◆ **TASK TO COMPLETE**
Determine how many lines in the records below contain "build", then state that number alone.

◆ **SOURCE MATERIAL**
☆ ☆ ☆
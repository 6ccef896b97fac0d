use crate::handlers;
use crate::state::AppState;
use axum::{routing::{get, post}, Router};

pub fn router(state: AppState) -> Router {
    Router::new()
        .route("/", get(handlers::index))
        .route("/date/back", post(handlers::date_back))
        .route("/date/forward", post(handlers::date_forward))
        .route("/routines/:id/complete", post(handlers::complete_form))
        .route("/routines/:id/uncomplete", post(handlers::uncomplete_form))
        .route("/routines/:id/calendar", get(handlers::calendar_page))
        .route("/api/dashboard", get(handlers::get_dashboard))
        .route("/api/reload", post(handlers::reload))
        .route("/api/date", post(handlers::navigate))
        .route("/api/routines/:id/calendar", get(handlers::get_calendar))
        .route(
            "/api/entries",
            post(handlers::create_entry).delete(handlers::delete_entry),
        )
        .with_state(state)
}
☆ ☆ ☆
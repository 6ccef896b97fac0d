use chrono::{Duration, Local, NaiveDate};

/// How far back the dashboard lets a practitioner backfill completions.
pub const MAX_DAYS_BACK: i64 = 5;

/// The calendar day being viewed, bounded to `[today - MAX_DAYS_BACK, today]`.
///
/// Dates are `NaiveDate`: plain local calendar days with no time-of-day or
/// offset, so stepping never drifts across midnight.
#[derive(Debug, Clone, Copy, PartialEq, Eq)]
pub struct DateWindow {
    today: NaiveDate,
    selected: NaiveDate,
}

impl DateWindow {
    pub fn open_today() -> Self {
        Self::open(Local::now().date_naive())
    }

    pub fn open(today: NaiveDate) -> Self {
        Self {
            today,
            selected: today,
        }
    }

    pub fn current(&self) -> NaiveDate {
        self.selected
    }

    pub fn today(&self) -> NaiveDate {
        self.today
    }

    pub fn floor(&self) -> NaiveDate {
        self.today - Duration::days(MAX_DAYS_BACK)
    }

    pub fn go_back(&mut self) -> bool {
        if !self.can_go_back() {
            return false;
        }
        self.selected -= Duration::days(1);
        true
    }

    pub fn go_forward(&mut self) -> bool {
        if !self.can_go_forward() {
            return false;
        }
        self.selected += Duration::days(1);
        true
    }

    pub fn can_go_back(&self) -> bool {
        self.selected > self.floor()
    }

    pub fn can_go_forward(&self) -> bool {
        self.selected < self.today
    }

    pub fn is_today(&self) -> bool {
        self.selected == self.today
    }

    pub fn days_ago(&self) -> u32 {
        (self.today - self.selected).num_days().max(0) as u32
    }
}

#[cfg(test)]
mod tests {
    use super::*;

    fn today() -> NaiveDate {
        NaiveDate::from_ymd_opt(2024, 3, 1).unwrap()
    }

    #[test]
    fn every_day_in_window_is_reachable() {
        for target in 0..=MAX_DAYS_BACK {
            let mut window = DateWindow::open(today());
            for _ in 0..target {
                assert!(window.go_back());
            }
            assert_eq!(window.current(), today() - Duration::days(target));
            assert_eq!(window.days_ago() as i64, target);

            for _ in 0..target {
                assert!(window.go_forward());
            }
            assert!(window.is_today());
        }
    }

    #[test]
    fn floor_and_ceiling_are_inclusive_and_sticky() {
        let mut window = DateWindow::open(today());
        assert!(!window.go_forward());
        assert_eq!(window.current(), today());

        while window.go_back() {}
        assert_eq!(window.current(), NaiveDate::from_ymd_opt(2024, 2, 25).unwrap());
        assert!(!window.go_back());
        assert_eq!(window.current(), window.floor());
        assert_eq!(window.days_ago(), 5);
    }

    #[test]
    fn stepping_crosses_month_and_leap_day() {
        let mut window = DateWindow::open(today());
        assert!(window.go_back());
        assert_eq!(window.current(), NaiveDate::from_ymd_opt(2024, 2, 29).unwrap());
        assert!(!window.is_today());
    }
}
☆ ☆ ☆
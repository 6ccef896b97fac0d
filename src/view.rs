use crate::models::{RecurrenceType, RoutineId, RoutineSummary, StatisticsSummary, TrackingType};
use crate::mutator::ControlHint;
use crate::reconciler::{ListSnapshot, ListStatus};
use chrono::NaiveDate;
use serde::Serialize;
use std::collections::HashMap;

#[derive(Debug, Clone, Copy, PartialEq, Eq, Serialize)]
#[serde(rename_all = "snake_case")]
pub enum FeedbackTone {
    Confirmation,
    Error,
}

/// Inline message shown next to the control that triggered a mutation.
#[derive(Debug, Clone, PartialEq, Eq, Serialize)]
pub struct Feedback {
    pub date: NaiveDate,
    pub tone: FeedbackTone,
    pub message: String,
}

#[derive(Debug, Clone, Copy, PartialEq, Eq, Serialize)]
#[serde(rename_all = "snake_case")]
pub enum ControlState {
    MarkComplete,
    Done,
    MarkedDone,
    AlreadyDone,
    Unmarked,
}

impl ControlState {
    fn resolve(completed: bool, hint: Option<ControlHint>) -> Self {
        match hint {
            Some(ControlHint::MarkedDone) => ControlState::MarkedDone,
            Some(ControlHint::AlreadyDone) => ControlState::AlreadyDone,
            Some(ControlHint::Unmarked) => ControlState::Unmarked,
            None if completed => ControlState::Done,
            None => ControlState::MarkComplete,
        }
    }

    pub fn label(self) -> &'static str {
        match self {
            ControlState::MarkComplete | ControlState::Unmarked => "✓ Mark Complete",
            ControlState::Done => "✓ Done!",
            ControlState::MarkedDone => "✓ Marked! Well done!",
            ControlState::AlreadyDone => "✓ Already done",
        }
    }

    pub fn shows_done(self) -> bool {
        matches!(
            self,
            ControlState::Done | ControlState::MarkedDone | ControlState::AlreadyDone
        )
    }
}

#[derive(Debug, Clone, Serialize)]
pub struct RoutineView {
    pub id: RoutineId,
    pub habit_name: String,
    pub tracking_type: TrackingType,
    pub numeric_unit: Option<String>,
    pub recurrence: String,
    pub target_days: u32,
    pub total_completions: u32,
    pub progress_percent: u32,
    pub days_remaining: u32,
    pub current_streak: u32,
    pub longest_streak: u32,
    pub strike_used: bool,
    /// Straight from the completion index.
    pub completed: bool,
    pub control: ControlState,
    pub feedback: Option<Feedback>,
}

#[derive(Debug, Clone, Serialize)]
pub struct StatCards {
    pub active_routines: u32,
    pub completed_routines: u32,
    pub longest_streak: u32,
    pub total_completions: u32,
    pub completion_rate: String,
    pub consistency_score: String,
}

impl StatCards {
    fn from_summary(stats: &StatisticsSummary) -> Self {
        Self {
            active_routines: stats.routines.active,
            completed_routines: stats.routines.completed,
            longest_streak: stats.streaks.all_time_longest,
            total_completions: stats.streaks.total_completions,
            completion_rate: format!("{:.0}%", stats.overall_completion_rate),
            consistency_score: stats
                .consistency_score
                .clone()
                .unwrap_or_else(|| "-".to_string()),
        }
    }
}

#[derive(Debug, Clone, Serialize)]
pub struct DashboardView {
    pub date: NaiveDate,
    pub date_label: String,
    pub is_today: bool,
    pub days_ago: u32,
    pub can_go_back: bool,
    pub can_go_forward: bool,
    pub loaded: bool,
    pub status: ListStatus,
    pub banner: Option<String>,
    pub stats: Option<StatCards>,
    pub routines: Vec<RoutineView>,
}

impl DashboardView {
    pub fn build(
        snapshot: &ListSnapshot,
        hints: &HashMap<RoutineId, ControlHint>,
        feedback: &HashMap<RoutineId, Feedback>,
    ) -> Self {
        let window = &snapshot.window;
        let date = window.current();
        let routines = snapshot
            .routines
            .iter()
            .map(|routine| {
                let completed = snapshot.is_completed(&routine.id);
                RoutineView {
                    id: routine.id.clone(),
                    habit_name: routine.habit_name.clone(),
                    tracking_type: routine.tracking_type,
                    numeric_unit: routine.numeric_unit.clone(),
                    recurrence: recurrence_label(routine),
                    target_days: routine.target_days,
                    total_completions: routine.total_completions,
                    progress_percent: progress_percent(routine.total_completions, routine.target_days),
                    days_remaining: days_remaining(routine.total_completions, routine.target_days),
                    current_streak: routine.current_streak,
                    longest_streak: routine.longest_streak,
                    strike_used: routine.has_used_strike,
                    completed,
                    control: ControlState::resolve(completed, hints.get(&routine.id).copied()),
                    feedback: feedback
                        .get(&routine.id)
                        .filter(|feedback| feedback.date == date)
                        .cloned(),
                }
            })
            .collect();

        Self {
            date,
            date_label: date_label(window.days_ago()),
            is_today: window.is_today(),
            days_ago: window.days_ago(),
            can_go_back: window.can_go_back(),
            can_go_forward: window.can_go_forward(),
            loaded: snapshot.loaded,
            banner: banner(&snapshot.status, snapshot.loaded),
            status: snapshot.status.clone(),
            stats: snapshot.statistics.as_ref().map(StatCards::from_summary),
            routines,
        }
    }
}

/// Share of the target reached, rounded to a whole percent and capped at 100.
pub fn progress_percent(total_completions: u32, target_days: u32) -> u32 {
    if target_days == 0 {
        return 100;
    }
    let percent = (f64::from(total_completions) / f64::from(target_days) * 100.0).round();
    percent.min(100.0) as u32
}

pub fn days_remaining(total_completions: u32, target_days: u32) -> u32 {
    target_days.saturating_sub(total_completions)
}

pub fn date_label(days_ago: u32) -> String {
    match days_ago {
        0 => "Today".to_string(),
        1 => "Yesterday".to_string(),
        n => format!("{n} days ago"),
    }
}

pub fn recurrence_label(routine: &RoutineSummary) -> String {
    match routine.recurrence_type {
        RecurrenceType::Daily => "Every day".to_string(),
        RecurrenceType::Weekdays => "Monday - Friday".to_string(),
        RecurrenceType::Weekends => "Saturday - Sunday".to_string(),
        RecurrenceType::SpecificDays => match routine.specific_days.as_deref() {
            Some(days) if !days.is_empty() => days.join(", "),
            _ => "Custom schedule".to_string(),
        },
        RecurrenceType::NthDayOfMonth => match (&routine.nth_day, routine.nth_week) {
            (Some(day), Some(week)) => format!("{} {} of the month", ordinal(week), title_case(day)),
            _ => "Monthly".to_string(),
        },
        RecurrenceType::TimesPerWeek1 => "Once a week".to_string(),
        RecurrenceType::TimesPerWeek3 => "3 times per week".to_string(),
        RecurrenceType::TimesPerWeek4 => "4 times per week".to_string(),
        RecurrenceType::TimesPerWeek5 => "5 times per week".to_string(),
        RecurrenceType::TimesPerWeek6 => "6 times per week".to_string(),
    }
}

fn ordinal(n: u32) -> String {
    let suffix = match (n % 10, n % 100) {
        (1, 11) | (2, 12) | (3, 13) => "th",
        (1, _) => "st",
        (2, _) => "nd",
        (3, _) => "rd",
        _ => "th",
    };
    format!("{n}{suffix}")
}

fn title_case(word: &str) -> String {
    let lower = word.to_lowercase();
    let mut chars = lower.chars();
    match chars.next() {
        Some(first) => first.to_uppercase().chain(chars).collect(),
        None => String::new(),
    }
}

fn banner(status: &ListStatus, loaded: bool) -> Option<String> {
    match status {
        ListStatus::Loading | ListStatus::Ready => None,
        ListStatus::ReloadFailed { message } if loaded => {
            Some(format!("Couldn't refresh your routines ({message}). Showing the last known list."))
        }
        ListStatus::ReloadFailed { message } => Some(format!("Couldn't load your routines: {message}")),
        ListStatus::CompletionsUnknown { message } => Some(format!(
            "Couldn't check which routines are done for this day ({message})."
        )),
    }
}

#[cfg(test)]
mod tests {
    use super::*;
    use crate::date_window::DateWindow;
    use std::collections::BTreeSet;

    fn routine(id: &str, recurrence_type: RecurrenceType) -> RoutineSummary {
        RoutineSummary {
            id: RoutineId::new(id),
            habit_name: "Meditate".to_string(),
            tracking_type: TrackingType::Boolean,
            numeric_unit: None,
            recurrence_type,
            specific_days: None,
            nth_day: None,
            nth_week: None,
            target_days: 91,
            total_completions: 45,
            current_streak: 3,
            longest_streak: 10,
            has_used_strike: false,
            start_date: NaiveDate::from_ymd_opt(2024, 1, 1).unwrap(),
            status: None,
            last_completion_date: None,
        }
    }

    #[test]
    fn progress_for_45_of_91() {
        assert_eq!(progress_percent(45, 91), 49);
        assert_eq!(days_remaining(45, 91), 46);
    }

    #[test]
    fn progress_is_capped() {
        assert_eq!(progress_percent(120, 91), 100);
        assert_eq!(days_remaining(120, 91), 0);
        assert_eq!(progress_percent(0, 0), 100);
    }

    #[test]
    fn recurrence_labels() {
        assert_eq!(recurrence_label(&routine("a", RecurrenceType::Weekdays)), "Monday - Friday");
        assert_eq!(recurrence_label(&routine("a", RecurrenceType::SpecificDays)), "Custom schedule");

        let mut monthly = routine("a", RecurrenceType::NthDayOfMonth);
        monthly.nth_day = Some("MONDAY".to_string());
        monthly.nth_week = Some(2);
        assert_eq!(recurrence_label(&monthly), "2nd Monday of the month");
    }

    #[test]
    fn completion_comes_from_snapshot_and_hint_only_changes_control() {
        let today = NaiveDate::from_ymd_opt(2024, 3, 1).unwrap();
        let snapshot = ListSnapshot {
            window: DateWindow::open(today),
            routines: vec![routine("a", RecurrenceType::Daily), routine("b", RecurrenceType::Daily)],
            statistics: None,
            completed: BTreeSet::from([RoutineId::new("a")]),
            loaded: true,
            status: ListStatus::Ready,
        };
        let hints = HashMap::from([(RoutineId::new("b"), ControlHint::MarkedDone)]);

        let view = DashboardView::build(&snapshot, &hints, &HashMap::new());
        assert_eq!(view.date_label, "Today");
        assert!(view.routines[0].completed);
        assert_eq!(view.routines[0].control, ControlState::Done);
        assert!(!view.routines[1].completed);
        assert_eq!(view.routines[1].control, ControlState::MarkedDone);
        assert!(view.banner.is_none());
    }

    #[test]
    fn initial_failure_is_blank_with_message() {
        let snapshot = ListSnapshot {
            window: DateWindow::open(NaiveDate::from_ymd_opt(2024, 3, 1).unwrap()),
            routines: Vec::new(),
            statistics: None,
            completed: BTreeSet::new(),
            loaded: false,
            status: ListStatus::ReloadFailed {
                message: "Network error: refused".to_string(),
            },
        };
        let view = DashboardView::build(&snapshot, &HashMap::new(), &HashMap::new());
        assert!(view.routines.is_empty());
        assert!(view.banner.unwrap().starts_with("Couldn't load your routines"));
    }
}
☆ ☆ ☆
◆ **RESULT FOR THIS EXERCISE**
3